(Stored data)
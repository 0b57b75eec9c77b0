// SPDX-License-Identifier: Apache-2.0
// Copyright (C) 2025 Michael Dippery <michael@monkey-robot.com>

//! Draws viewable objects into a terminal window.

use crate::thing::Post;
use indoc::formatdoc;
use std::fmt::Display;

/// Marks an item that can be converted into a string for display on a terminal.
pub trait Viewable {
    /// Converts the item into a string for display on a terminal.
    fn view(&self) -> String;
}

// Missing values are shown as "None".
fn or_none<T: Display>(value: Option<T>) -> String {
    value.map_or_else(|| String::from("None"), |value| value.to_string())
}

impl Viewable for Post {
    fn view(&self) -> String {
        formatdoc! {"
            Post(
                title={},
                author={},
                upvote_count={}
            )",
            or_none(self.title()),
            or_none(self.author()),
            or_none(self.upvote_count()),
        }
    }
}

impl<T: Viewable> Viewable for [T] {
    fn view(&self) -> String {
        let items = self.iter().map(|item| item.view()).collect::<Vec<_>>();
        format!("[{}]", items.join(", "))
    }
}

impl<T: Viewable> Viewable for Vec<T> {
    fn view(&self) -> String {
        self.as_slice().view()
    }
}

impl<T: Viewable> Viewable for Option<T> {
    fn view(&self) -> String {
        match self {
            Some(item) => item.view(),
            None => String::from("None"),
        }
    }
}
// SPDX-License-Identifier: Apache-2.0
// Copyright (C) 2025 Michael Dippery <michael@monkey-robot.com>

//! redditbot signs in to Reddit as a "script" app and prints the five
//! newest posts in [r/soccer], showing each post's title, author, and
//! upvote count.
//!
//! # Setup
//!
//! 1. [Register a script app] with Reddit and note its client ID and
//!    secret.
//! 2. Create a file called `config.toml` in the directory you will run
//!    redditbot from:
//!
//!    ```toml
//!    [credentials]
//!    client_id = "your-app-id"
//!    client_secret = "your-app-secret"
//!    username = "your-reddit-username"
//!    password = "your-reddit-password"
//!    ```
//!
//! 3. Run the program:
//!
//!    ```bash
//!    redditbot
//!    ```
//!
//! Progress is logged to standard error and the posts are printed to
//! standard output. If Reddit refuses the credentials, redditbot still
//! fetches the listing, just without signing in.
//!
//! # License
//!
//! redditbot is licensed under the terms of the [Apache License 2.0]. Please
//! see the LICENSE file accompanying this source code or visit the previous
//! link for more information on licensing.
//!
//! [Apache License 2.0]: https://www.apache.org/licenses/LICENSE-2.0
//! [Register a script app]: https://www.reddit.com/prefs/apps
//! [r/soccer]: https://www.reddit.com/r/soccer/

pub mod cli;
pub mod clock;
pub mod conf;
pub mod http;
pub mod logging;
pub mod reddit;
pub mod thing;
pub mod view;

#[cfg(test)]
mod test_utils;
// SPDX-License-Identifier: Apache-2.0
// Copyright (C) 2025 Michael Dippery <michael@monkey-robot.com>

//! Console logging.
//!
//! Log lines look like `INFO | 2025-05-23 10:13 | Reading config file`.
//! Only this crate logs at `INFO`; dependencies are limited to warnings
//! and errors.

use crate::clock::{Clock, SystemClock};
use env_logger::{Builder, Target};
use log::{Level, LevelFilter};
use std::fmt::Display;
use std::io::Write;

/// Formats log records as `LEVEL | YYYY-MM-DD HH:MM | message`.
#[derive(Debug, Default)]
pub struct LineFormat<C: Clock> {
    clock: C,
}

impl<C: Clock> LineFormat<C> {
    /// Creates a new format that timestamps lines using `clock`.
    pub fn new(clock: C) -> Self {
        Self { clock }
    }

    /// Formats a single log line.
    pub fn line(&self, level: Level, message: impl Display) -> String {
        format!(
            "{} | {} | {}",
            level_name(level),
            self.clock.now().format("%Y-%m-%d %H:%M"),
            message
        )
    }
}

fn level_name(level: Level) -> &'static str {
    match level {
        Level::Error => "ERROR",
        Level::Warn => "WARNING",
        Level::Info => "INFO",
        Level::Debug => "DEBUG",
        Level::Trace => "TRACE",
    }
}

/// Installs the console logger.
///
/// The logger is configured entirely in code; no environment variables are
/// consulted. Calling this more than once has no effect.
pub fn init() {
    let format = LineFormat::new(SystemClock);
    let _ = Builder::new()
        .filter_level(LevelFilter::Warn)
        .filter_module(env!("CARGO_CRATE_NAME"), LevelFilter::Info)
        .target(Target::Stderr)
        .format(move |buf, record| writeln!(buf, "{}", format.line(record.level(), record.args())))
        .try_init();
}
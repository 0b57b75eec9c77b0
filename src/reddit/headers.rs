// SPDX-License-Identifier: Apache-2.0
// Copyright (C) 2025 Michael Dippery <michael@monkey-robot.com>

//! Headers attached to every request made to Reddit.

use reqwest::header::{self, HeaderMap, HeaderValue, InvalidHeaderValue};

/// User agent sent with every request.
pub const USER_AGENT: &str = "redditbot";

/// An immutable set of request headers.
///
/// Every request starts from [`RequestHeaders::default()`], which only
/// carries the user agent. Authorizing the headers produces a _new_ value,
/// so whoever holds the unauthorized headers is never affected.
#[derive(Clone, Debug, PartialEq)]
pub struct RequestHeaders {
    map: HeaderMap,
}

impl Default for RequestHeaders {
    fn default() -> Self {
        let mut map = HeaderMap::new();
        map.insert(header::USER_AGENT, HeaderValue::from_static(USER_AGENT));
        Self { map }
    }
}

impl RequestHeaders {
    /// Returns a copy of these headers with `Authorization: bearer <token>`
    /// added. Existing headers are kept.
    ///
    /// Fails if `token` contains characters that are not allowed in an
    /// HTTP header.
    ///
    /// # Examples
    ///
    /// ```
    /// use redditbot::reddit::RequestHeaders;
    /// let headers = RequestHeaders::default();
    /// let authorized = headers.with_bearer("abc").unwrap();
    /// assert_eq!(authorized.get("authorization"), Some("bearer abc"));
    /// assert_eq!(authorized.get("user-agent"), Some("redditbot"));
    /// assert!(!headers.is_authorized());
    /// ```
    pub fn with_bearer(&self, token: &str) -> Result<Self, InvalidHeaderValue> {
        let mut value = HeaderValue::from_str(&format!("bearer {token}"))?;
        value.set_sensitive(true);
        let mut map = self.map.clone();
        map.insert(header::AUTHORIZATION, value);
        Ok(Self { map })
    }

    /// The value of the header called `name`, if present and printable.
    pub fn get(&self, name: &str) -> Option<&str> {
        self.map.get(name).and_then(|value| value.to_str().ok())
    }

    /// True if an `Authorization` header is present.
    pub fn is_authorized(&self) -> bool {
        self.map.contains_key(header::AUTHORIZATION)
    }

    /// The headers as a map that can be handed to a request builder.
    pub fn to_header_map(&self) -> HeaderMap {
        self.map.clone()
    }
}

YOUR OBJECTIVE: Report every line of the data above that contains the string "insert" by copying it in full.

OUTPUT:
        map.insert(header::USER_AGENT, HeaderValue::from_static(USER_AGENT));
        map.insert(header::AUTHORIZATION, value);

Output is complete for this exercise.